VILLEGAS, J. M.; VOLENTINI, S. I.; RINTOUL, M. R.; RAPISARDA, V. A.

Congreso; 3rd Latin American Protein Society Meeting and XXXIX Annual Meeting of the Argentinean Biophysical Society; 2010

Respiratory NADH dehydrogenase-2 (NDH-2) of Escherichia coli is a membrane- bound flavoprotein. Preliminary studies suggested that its C-terminal region is involved in membrane anchorage1, 2. We have constructed a water soluble protein, Trun-3, eliminating the last 43 aminoacids of NDH-2. The truncated protein was purified by inmobilized metal affinity chromatography (IMAC) in the absence of detergents throughout the entire process. The activity yield in the purification of Trun-3 from cytosol was ~3-fold higher than the activity recovery of native NDH-2 purified from membrane. Despite the previously described FAD-binding motifs of NDH-2 remain intact in Trun-3, the cofactor was absent in the purified truncated protein. After the addition of 10 ìM FAD, Trun-3 activity was restored and its kinetics constants were measured with different electron acceptors. It was observed that Trun-3 maximum velocity was similar to NDH-2 activity with ferrycianide and MTT, while it was 5-fold lower with quinones. However, no significant difference was observed in Km values for both enzymes with any of the tested acceptors. Our results indicate that NDH-2 C-terminal region is crucial for membrane anchorage. From this region, the amphipathic Arg390-Ala406 helix, predicted by Schmid and Gerloff2, is sufficient to maintain the enzyme bound to the membrane.
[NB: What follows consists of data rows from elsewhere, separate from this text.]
impl TableInfo {
    pub fn new(name: impl Into<String>) -> Self {
        Self {
            schema: None,
            name: name.into(),
            alias: None,
        }
    }

    /// Set the schema the table lives in.
    pub fn with_schema(mut self, schema: impl Into<String>) -> Self {
        self.schema = Some(schema.into());
        self
    }

    /// Set the alias. An empty alias clears it.
    pub fn with_alias(mut self, alias: impl Into<String>) -> Self {
        let alias = alias.into();
        self.alias = (!alias.is_empty()).then_some(alias);
        self
    }

    /// The prefix used for column references: the alias, else the name.
    pub fn qualifier(&self) -> &str {
        self.alias.as_deref().unwrap_or(&self.name)
    }

    /// Write `[schema.]name`.
    pub(crate) fn append_name_sql(&self, r: &mut Renderer) -> SqResult<()> {
        if let Some(schema) = &self.schema {
            r.push_ident(schema)?.push_char('.');
        }
        r.push_ident(&self.name)?;
        Ok(())
    }

    /// Write `[schema.]name [AS alias]`.
    pub(crate) fn append_sql(&self, r: &mut Renderer) -> SqResult<()> {
        self.append_name_sql(r)?;
        if let Some(alias) = &self.alias {
            r.push(" AS ").push_ident(alias)?;
        }
        Ok(())
    }
}

impl From<&TableInfo> for TableInfo {
    fn from(t: &TableInfo) -> Self {
        t.clone()
    }
}

/// Column type as declared by the catalog.
#[derive(Debug, Clone, Copy, PartialEq, Eq, Hash, Default)]
pub enum FieldType {
    Blob,
    Boolean,
    Json,
    Number,
    String,
    Time,
    Uuid,
    #[default]
    Custom,
}

/// Sort direction for `ORDER BY`.
#[derive(Debug, Clone, Copy, PartialEq, Eq)]
pub enum SortDir {
    Asc,
    Desc,
}

/// Null ordering for `ORDER BY`.
#[derive(Debug, Clone, Copy, PartialEq, Eq)]
pub enum NullsOrder {
    First,
    Last,
}

#[derive(Debug, Clone, PartialEq)]
pub(crate) enum FieldKind {
    /// `qualifier.name`, qualifier may be empty.
    Column {
        table: String,
        table_alias: String,
        name: String,
        ty: FieldType,
    },
    /// The proposed row of an upsert: `EXCLUDED.name` or `VALUES(name)`.
    Excluded(String),
    /// A bound literal.
    Value(Value),
    /// A bound literal sharing one placeholder per name.
    Named { name: String, value: Value },
    /// Template with `?` operand slots.
    Expr { format: String, operands: Vec<Field> },
    /// Scalar subquery.
    Subquery(Box<Query>),
}

/// One SQL-renderable expression.
#[derive(Debug, Clone, PartialEq)]
pub struct Field {
    pub(crate) kind: FieldKind,
    alias: Option<String>,
    sort: Option<SortDir>,
    nulls: Option<NullsOrder>,
}
//! SQL identifier emission.
//!
//! Identifiers come from the table/field catalog and are written bare when they
//! are plain (`[A-Za-z_][A-Za-z0-9_]*`). Anything else is quoted with the
//! dialect's quote character, doubling embedded quotes.
//!
//! # Example
//! ```ignore
//! use sqkit::{Dialect, ident::write_ident};
//!
//! let mut out = String::new();
//! write_ident(&mut out, Dialect::Postgres, "UserTable")?;   // UserTable
//! write_ident(&mut out, Dialect::MySql, "order items")?;     // `order items`
//! # Ok::<(), sqkit::SqError>(())
//! ```

use crate::dialect::Dialect;
use crate::error::{SqError, SqResult};

/// Whether `name` can be written without quotes.
pub fn is_plain(name: &str) -> bool {
    let mut chars = name.chars();
    match chars.next() {
        Some(c) if c == '_' || c.is_ascii_alphabetic() => {}
        _ => return false,
    }
    chars.all(|c| c == '_' || c.is_ascii_alphanumeric())
}

/// Append one identifier part, quoting it if needed.
pub fn write_ident(out: &mut String, dialect: Dialect, name: &str) -> SqResult<()> {
    if name.is_empty() {
        return Err(SqError::validation("Identifier cannot be empty"));
    }
    if name.contains('\0') {
        return Err(SqError::validation(
            "Identifier cannot contain NUL character",
        ));
    }
    if is_plain(name) {
        out.push_str(name);
        return Ok(());
    }
    let quote = dialect.quote_char();
    out.reserve(name.len() + 2);
    out.push(quote);
    for ch in name.chars() {
        if ch == quote {
            out.push(quote);
        }
        out.push(ch);
    }
    out.push(quote);
    Ok(())
}

/// Quote a single identifier into a new string.
pub fn quote_ident(dialect: Dialect, name: &str) -> SqResult<String> {
    let mut out = String::with_capacity(name.len());
    write_ident(&mut out, dialect, name)?;
    Ok(out)
}

#[cfg(test)]
mod tests {
    use super::*;

    #[test]
    fn ident_simple() {
        assert_eq!(quote_ident(Dialect::Sqlite, "users").unwrap(), "users");
    }

    #[test]
    fn ident_with_digits_and_underscore() {
        assert_eq!(quote_ident(Dialect::Postgres, "_col_2").unwrap(), "_col_2");
    }

    #[test]
    fn ident_space_is_quoted() {
        assert_eq!(
            quote_ident(Dialect::Postgres, "my table").unwrap(),
            r#""my table""#
        );
    }

    #[test]
    fn ident_mysql_uses_backticks() {
        assert_eq!(quote_ident(Dialect::MySql, "my table").unwrap(), "`my table`");
    }

    #[test]
    fn ident_quote_is_doubled() {
        assert_eq!(
            quote_ident(Dialect::Sqlite, r#"has"quote"#).unwrap(),
            r#""has""quote""#
        );
    }

    #[test]
    fn ident_start_digit_is_quoted() {
        assert_eq!(quote_ident(Dialect::Sqlite, "1table").unwrap(), r#""1table""#);
    }

    #[test]
    fn ident_rejects_empty() {
        assert!(quote_ident(Dialect::Sqlite, "").is_err());
    }

    #[test]
    fn ident_rejects_nul() {
        assert!(quote_ident(Dialect::Sqlite, "a\0b").is_err());
    }
}
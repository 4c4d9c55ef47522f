//! SQL dialects.
//!
//! A [`Dialect`] decides the placeholder style, the identifier quote character
//! and a handful of keyword substitutions (upsert phrasing, `RETURNING`).

use crate::error::{SqError, SqResult};
use std::fmt;
use std::str::FromStr;

/// The SQL dialect a statement is rendered for.
#[derive(Debug, Clone, Copy, PartialEq, Eq, Hash, Default)]
pub enum Dialect {
    /// SQLite: `?` placeholders, `"` quoting.
    #[default]
    Sqlite,
    /// PostgreSQL: `$n` placeholders, `"` quoting.
    Postgres,
    /// MySQL: `?` placeholders, `` ` `` quoting.
    MySql,
}

impl Dialect {
    /// Dialect name as accepted by [`Dialect::from_str`].
    pub fn name(self) -> &'static str {
        match self {
            Dialect::Sqlite => "sqlite",
            Dialect::Postgres => "postgres",
            Dialect::MySql => "mysql",
        }
    }

    /// Whether placeholders are numbered (`$1`, `$2`, ...) rather than positional `?`.
    pub fn numbered_placeholders(self) -> bool {
        matches!(self, Dialect::Postgres)
    }

    /// Character used to quote identifiers.
    pub fn quote_char(self) -> char {
        match self {
            Dialect::MySql => '`',
            Dialect::Sqlite | Dialect::Postgres => '"',
        }
    }

    /// Whether `INSERT/UPDATE/DELETE ... RETURNING` is available.
    pub fn supports_returning(self) -> bool {
        !matches!(self, Dialect::MySql)
    }

    /// Whether `ON CONFLICT (...) DO ...` is the upsert phrasing.
    ///
    /// MySQL uses `INSERT IGNORE` / `ON DUPLICATE KEY UPDATE` instead.
    pub fn supports_on_conflict(self) -> bool {
        !matches!(self, Dialect::MySql)
    }
}

impl fmt::Display for Dialect {
    fn fmt(&self, f: &mut fmt::Formatter<'_>) -> fmt::Result {
        f.write_str(self.name())
    }
}

impl FromStr for Dialect {
    type Err = SqError;

    fn from_str(s: &str) -> SqResult<Self> {
        match s.trim().to_ascii_lowercase().as_str() {
            "" | "sqlite" | "sqlite3" => Ok(Dialect::Sqlite),
            "postgres" | "postgresql" | "pg" => Ok(Dialect::Postgres),
            "mysql" => Ok(Dialect::MySql),
            other => Err(SqError::validation(format!("unknown SQL dialect '{other}'"))),
        }
    }
}

#[cfg(test)]
mod tests {
    use super::*;

    #[test]
    fn parses_dialect_names() {
        assert_eq!("".parse::<Dialect>().unwrap(), Dialect::Sqlite);
        assert_eq!("sqlite3".parse::<Dialect>().unwrap(), Dialect::Sqlite);
        assert_eq!("PostgreSQL".parse::<Dialect>().unwrap(), Dialect::Postgres);
        assert_eq!("mysql".parse::<Dialect>().unwrap(), Dialect::MySql);
        assert!("oracle".parse::<Dialect>().is_err());
    }

    #[test]
    fn placeholder_styles() {
        assert!(Dialect::Postgres.numbered_placeholders());
        assert!(!Dialect::Sqlite.numbered_placeholders());
        assert!(!Dialect::MySql.numbered_placeholders());
    }
}
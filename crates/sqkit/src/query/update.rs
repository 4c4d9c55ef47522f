//! UPDATE builder.

use crate::assignment::{Assignment, Assignments, ColumnSetter};
use crate::cte::{Cte, append_with_sql};
use crate::dialect::Dialect;
use crate::error::{SqError, SqResult};
use crate::field::{Field, IntoField, TableInfo};
use crate::join::{JoinTable, JoinType, append_joins_sql};
use crate::predicate::{Predicate, VariadicPredicate};
use crate::query::{SqlStatement, StatementId, StatementKind, append_fields_sql};
use crate::render::Renderer;
use crate::table::TableSource;

/// UPDATE statement builder.
#[derive(Debug, Clone, PartialEq)]
#[must_use]
pub struct UpdateQuery {
    pub(crate) ctes: Vec<Cte>,
    pub(crate) table: TableInfo,
    pub(crate) assignments: Assignments,
    pub(crate) from: Option<TableSource>,
    pub(crate) joins: Vec<JoinTable>,
    pub(crate) where_: VariadicPredicate,
    pub(crate) returning: Vec<Field>,
}

impl UpdateQuery {
    pub fn new(table: TableInfo) -> Self {
        Self {
            ctes: Vec::new(),
            table,
            assignments: Assignments::default(),
            from: None,
            joins: Vec::new(),
            where_: VariadicPredicate::default(),
            returning: Vec::new(),
        }
    }

    pub fn with<I>(mut self, ctes: I) -> Self
    where
        I: IntoIterator,
        I::Item: Into<Cte>,
    {
        self.ctes.extend(ctes.into_iter().map(Into::into));
        self
    }

    /// Append assignments in order.
    pub fn set(mut self, assignments: impl IntoIterator<Item = Assignment>) -> Self {
        self.assignments.extend(assignments);
        self
    }

    /// Append assignments collected by a column setter.
    pub fn setx(mut self, f: impl FnOnce(&mut ColumnSetter)) -> Self {
        let mut col = ColumnSetter::default();
        f(&mut col);
        self.assignments.extend(col.into_assignments().0);
        self
    }

    /// `UPDATE ... FROM table` (a comma join on mysql).
    pub fn from(mut self, table: impl Into<TableSource>) -> Self {
        self.from = Some(table.into());
        self
    }

    pub fn join_table(mut self, join: JoinTable) -> Self {
        self.joins.push(join);
        self
    }

    pub fn join(
        self,
        table: impl Into<TableSource>,
        on: impl IntoIterator<Item = Predicate>,
    ) -> Self {
        self.join_table(JoinTable::new(JoinType::Inner, table, on))
    }

    pub fn left_join(
        self,
        table: impl Into<TableSource>,
        on: impl IntoIterator<Item = Predicate>,
    ) -> Self {
        self.join_table(JoinTable::new(JoinType::Left, table, on))
    }

    pub fn where_(mut self, predicates: impl IntoIterator<Item = Predicate>) -> Self {
        self.where_.predicates.extend(predicates);
        self
    }

    pub fn returning<I>(mut self, fields: I) -> Self
    where
        I: IntoIterator,
        I::Item: IntoField,
    {
        self.returning
            .extend(fields.into_iter().map(IntoField::into_field));
        self
    }

    fn node(&self) -> String {
        format!("UPDATE `{}`", self.table.name)
    }
}

impl SqlStatement for UpdateQuery {
    fn append_sql(&self, r: &mut Renderer) -> SqResult<()> {
        if self.assignments.is_empty() {
            return Err(SqError::render(self.node(), "no assignments"));
        }
        let dialect = r.dialect();
        if !self.returning.is_empty() && !dialect.supports_returning() {
            return Err(SqError::render(
                self.node(),
                format!("{dialect} does not support RETURNING"),
            ));
        }
        let multi_table = self.from.is_some() || !self.joins.is_empty();
        let qualifier = self.table.qualifier();

        append_with_sql(&self.ctes, r)?;
        r.push("UPDATE ");
        self.table.append_sql(r)?;

        if dialect == Dialect::MySql {
            if let Some(from) = &self.from {
                r.push(", ");
                from.append_sql(r)?;
            }
            if !self.joins.is_empty() {
                r.push_char(' ');
                append_joins_sql(&self.joins, r)?;
            }
            r.push(" SET ");
            // multi-table updates must keep qualifiers to stay unambiguous
            let own = [qualifier];
            let excluded: &[&str] = if multi_table { &[] } else { &own };
            self.assignments.append_sql(r, excluded)?;
        } else {
            r.push(" SET ");
            // the target column is always bare; values keep their qualifier
            // once another table is in scope
            let own = [qualifier];
            let value_excluded: &[&str] = if multi_table { &[] } else { &own };
            self.assignments.append_split_sql(r, &own, value_excluded)?;
            match &self.from {
                Some(from) => {
                    r.push(" FROM ");
                    from.append_sql(r)?;
                    if !self.joins.is_empty() {
                        r.push_char(' ');
                        append_joins_sql(&self.joins, r)?;
                    }
                }
                None if !self.joins.is_empty() => {
                    return Err(SqError::render(self.node(), "joins require a FROM table"));
                }
                None => {}
            }
        }

        if !self.where_.is_empty() {
            r.push(" WHERE ");
            self.where_.append_toplevel_sql(r, &[])?;
        }

        if !self.returning.is_empty() {
            r.push(" RETURNING ");
            let own = [qualifier];
            let excluded: &[&str] = if multi_table { &[] } else { &own };
            append_fields_sql(&self.returning, r, excluded)?;
        }
        Ok(())
    }

    fn statement_id(&self) -> StatementId {
        StatementId::new(StatementKind::Update, Some(&self.table.name))
    }

    fn returns_rows(&self) -> bool {
        !self.returning.is_empty()
    }

    fn projection_len(&self) -> Option<usize> {
        (!self.returning.is_empty()).then_some(self.returning.len())
    }
}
The mentioned helix contains several aminoacids highly conserved within the known NDH-2s, an unusual feature for a group of proteins that has low percentages of overall sequence identity3. The achievement of the first active and water soluble NDH-2 variant would be useful to solve the protein high-resolution structure and to better understand its catalytic mechanisms.